# [Task description]
Copy out lines with the word "NtpResponse" from the material that follows.

----------------------------------------

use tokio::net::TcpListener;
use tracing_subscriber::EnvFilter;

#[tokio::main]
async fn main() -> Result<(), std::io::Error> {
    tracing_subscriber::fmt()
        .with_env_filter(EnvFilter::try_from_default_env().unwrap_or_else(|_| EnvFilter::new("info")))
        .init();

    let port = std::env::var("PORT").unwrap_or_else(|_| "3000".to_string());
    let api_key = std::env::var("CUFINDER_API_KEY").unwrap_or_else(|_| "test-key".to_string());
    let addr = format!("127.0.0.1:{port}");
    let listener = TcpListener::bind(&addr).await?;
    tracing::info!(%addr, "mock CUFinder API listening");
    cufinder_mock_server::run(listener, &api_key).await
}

----------------------------------------

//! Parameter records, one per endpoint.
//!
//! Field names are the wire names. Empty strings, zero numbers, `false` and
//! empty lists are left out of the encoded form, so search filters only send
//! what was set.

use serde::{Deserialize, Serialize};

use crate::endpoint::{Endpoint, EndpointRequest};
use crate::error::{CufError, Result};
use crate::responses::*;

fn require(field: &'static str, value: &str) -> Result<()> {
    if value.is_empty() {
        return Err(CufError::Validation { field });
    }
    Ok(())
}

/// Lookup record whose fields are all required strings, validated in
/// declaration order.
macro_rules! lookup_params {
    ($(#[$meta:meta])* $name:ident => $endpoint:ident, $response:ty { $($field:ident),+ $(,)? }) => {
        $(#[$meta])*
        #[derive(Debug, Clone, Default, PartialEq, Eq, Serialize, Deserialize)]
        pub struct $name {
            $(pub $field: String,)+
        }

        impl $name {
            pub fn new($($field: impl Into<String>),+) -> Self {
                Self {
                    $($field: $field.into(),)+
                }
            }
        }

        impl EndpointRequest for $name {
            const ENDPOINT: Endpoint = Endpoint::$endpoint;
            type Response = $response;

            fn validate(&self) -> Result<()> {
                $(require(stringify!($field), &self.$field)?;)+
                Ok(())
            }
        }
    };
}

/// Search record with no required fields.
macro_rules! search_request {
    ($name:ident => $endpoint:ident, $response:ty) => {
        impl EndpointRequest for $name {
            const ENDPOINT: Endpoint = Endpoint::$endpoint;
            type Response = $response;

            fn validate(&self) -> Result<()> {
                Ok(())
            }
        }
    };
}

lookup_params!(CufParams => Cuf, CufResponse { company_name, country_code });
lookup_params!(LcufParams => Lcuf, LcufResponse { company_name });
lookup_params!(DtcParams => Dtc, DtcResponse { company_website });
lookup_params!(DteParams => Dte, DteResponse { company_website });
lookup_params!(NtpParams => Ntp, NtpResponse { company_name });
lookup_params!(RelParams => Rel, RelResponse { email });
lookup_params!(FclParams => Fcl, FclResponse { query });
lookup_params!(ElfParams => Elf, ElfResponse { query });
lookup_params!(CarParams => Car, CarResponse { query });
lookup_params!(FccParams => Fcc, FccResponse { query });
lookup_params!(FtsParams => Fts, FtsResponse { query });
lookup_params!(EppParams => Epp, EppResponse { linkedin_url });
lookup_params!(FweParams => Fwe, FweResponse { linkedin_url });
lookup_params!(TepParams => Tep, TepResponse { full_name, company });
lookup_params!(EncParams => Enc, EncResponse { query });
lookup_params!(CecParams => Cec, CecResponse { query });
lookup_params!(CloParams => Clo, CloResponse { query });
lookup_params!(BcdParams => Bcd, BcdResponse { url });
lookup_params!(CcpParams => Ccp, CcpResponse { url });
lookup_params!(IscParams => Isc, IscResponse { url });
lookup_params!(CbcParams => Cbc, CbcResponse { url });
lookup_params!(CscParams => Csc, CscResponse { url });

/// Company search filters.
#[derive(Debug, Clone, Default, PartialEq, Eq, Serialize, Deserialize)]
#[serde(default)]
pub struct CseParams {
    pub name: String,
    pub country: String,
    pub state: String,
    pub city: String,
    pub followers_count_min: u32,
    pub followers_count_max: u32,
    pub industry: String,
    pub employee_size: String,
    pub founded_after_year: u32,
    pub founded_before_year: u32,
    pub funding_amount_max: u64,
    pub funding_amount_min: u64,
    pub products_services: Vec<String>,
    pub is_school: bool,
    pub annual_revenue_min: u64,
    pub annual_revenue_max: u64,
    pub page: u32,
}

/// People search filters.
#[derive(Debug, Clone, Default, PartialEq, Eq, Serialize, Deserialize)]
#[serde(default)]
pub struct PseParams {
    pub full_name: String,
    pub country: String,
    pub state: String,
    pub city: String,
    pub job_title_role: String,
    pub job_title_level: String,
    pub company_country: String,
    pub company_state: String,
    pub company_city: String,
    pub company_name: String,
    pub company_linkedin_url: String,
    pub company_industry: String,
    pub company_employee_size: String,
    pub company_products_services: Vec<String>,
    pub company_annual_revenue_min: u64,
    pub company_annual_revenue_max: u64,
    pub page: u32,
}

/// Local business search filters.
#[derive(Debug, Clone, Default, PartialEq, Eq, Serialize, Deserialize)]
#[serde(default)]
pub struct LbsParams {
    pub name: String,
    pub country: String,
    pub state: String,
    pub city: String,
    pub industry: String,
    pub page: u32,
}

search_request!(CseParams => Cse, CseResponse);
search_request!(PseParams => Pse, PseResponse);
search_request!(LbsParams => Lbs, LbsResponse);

----------------------------------------

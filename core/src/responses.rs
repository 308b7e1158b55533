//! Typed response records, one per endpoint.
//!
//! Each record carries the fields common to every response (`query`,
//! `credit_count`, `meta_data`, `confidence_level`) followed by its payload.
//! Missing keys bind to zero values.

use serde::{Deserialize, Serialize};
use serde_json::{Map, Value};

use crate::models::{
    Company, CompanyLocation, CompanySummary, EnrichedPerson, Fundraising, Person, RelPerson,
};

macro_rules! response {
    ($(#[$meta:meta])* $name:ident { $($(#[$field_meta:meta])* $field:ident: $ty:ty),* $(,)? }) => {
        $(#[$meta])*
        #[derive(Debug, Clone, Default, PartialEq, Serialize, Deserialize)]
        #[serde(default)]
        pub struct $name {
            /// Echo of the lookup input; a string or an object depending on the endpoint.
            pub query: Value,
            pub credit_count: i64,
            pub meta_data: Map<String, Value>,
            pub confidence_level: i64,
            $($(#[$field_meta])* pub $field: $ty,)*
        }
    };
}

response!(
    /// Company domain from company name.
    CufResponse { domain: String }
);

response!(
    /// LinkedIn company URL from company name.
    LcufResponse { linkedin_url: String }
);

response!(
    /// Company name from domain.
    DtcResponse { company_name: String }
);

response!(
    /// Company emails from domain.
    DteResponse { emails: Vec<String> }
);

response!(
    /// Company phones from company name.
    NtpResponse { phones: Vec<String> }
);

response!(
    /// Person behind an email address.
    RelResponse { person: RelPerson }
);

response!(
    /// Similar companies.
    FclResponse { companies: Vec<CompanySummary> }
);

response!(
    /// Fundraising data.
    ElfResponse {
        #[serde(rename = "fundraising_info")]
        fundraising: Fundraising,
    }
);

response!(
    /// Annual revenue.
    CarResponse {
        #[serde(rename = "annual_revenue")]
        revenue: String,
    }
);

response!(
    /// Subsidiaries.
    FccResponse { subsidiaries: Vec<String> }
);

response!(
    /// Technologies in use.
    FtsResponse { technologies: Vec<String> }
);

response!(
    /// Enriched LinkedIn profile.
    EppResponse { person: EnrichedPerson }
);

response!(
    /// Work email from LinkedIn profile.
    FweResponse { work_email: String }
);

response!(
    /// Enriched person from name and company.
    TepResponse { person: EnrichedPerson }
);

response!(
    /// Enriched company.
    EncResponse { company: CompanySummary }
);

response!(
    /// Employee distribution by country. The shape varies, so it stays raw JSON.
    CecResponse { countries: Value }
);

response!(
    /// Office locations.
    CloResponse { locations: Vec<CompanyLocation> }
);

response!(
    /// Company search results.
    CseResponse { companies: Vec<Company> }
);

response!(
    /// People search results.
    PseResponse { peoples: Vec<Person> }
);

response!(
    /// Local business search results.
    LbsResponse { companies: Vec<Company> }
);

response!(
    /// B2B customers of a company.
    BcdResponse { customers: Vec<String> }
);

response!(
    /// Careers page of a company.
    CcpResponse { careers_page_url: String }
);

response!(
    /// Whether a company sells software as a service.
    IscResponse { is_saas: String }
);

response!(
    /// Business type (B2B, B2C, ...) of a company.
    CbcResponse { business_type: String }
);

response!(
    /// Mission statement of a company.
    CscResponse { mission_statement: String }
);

----------------------------------------

# [Written reply]
lookup_params!(NtpParams => Ntp, NtpResponse { company_name });
    NtpResponse { phones: Vec<String> }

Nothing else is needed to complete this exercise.